A very classic but vegan recipe for Irish soda bread with just four ingredients: flour, baking soda, salt and vegan buttermilk. It's a delicious quick bread with a delightfully crisp crust and a dense but soft crumb, and it's ready in 45 minutes!

I have been making a vegan Irish whole wheat soda bread for nearly two decades now and I love it. But after eating soda bread in Ireland, when we visited the country a few years back, I wanted to create a traditional Irish soda bread that was even more authentic tasting than my whole wheat version, albeit vegan.
Classic Irish soda bread uses buttermilk, and for that first soda bread recipe, which I posted in 2009, I had concocted a vegan buttermilk with non-dairy milk and vinegar. The result was great, but I knew I could do better.
So to create a better soda bread, one that uses just four ingredients like the traditional Irish recipe, I now use my cultured vegan yogurt to mix up a dairy-free buttermilk (you can use a store bought vegan yogurt). In addition to making the bread healthier, the vegan buttermilk adds a bit of fat into the crumb, keeping it moist and adding delicious, buttery flavor.
Some Irish and many American versions of soda bread include raisins and/or caraway seeds, and you can certainly add those if you like to this basic recipe. Other versions incorporate butter, eggs and sugar. I have deliberately kept this recipe simple, as it was traditionally meant to be, and it's an exquisite treat with a pat of vegan butter and/or jam.
Table of Contents
Why you'll love this recipe
- It's vegan but it's the real thing--and it's delicious! This vegan Irish soda bread is flavorful with a fluffy crumb and crispy crust--just as it should be.
- It's authentic tasting. The vegan buttermilk adds lots of authentic flavor to the recipe as well as some healthfulness.

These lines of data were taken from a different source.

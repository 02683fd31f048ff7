use crate::record::Record;
use anyhow::Result;

/// Primary-key range query: one entity, timestamps strictly after a bound
#[derive(Debug, Clone, PartialEq, Eq)]
pub struct EntityRangeQuery {
    pub entity_id: String,
    /// Exclusive lower bound in unix seconds
    pub after_timestamp: i64,
    pub limit: u32,
    pub newest_first: bool,
}

/// Equality query against a secondary index
#[derive(Debug, Clone, PartialEq, Eq)]
pub struct IndexQuery {
    pub index_name: String,
    pub key_attribute: String,
    pub key_value: String,
    pub limit: u32,
    pub newest_first: bool,
}

/// Minimal read interface over the time-series table.
///
/// Only the first page of results is returned; callers always pass a small limit.
#[async_trait::async_trait]
pub trait RecordStore: Send + Sync {
    async fn query_entity_range(&self, query: &EntityRangeQuery) -> Result<Vec<Record>>;

    async fn query_index(&self, query: &IndexQuery) -> Result<Vec<Record>>;
}
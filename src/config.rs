use anyhow::{bail, Context, Result};
use serde::{Deserialize, Serialize};
use std::fs::File;
use std::io::{Read, Write};
use std::time::Duration;

use crate::dynamo_store::DynamoSettings;

pub const DEFAULT_BATTERY_ID: &str = "BAT-0x440";
pub const DEFAULT_REGION: &str = "ap-southeast-2";
pub const DEFAULT_TABLE: &str = "CAN_BMS_Data_Optimized";
pub const DEFAULT_LIMIT: u32 = 5;
pub const DEFAULT_TIME_WINDOW_SECS: u64 = 3600;
pub const DEFAULT_LATEST_INDEX: &str = "LatestDataIndex";
pub const DEFAULT_DAILY_INDEX: &str = "DailyBucketIndex";
pub const DEFAULT_LATEST_MARKER: &str = "LATEST";

/// Settings for one verification run
#[derive(Serialize, Deserialize, Debug, Clone, PartialEq)]
#[serde(default)]
pub struct VerifierConfig {
    pub battery_id: String,
    pub region: String,
    pub table: String,
    pub limit: u32,
    pub time_window_secs: u64,
    pub check_gsi: bool,
    pub strict_buckets: bool,
    pub endpoint_url: Option<String>,
    pub timeout_secs: Option<u64>,
    pub latest_index: String,
    pub daily_index: String,
    pub latest_marker: String,
}

impl Default for VerifierConfig {
    fn default() -> Self {
        VerifierConfig {
            battery_id: DEFAULT_BATTERY_ID.to_string(),
            region: DEFAULT_REGION.to_string(),
            table: DEFAULT_TABLE.to_string(),
            limit: DEFAULT_LIMIT,
            time_window_secs: DEFAULT_TIME_WINDOW_SECS,
            check_gsi: false,
            strict_buckets: false,
            endpoint_url: None,
            timeout_secs: None,
            latest_index: DEFAULT_LATEST_INDEX.to_string(),
            daily_index: DEFAULT_DAILY_INDEX.to_string(),
            latest_marker: DEFAULT_LATEST_MARKER.to_string(),
        }
    }
}

impl VerifierConfig {
    /// Rejects settings no query could be built from
    pub fn validate(&self) -> Result<()> {
        if self.battery_id.trim().is_empty() {
            bail!("battery id must not be empty");
        }
        if self.table.trim().is_empty() {
            bail!("table name must not be empty");
        }
        if self.limit == 0 {
            bail!("limit must be a positive integer");
        }
        if self.time_window_secs == 0 {
            bail!("time window must be a positive number of seconds");
        }
        if self.timeout_secs == Some(0) {
            bail!("timeout must be a positive number of seconds");
        }
        Ok(())
    }

    pub fn dynamo_settings(&self) -> DynamoSettings {
        DynamoSettings {
            region: self.region.clone(),
            table: self.table.clone(),
            endpoint_url: self.endpoint_url.clone(),
            timeout: self.timeout_secs.map(Duration::from_secs),
        }
    }
}

/// Loads settings from a JSON file; missing keys keep their defaults
pub fn load_config(path: &str) -> Result<VerifierConfig> {
    let mut file =
        File::open(path).with_context(|| format!("Error opening config file '{}'", path))?;
    let mut contents = String::new();
    file.read_to_string(&mut contents)
        .with_context(|| format!("Error reading config file '{}'", path))?;

    serde_json::from_str::<VerifierConfig>(&contents)
        .with_context(|| format!("Error parsing config file '{}'", path))
}

/// Saves settings to a JSON file
pub fn save_config(config: &VerifierConfig, path: &str) -> Result<()> {
    let json = serde_json::to_string_pretty(config)?;
    let mut file =
        File::create(path).with_context(|| format!("Error creating config file '{}'", path))?;
    file.write_all(json.as_bytes())?;
    Ok(())
}

/// Values given explicitly on the command line; they win over the config file
#[derive(Debug, Clone, Default)]
pub struct ConfigOverrides {
    pub battery_id: Option<String>,
    pub region: Option<String>,
    pub table: Option<String>,
    pub limit: Option<u32>,
    pub time_window_secs: Option<u64>,
    pub check_gsi: bool,
    pub strict_buckets: bool,
    pub endpoint_url: Option<String>,
    pub timeout_secs: Option<u64>,
}

impl ConfigOverrides {
    pub fn apply(self, mut config: VerifierConfig) -> VerifierConfig {
        if let Some(battery_id) = self.battery_id {
            config.battery_id = battery_id;
        }
        if let Some(region) = self.region {
            config.region = region;
        }
        if let Some(table) = self.table {
            config.table = table;
        }
        if let Some(limit) = self.limit {
            config.limit = limit;
        }
        if let Some(window) = self.time_window_secs {
            config.time_window_secs = window;
        }
        if self.endpoint_url.is_some() {
            config.endpoint_url = self.endpoint_url;
        }
        if self.timeout_secs.is_some() {
            config.timeout_secs = self.timeout_secs;
        }
        // flags can only switch a check on
        config.check_gsi |= self.check_gsi;
        config.strict_buckets |= self.strict_buckets;
        config
    }
}

/// Builds the effective settings: built-in defaults, then the optional file, then overrides
pub fn resolve_config(
    config_file: Option<&str>,
    overrides: ConfigOverrides,
) -> Result<VerifierConfig> {
    let base = match config_file {
        Some(path) => load_config(path)?,
        None => VerifierConfig::default(),
    };
    let config = overrides.apply(base);
    config.validate()?;
    Ok(config)
}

- It's quick. Irish soda bread is one of the quickest breads you can make (this one-hour sourdough bread is another). The sole leavening agent in a soda bread is baking soda or bicarbonate, therefore soda bread. The alkaline soda reacts with the acidic buttermilk, creating bubbles of carbon dioxide, which gives the bread its rise, no yeast needed. It takes about 45 minutes for this bread to go from start to finish.
Ingredients
- All purpose flour. Flour for Irish soda bread should be low in gluten because this is a bread where you do not want to develop gluten. It may sound counterintuitive but think of a soda bread as being more like a scone or a biscuit than a yeasted bread. You can use cake flour to make this bread, with even better results. Or replace three tablespoons of the white flour with three tablespoons of cornstarch.
- Vegan buttermilk: vegan yogurt + non-dairy milk like almond milk, oat milk and soy milk. I use my vegan cultured cashew yogurt for this recipe (here's a recipe for a vegan Instant pot yogurt). If the yogurt isn't very tangy, add a teaspoon of apple cider vinegar to the mixture.
Variations
- To make this a whole-wheat soda bread, replace 1 ½ cups of the all purpose flour with whole-wheat flour.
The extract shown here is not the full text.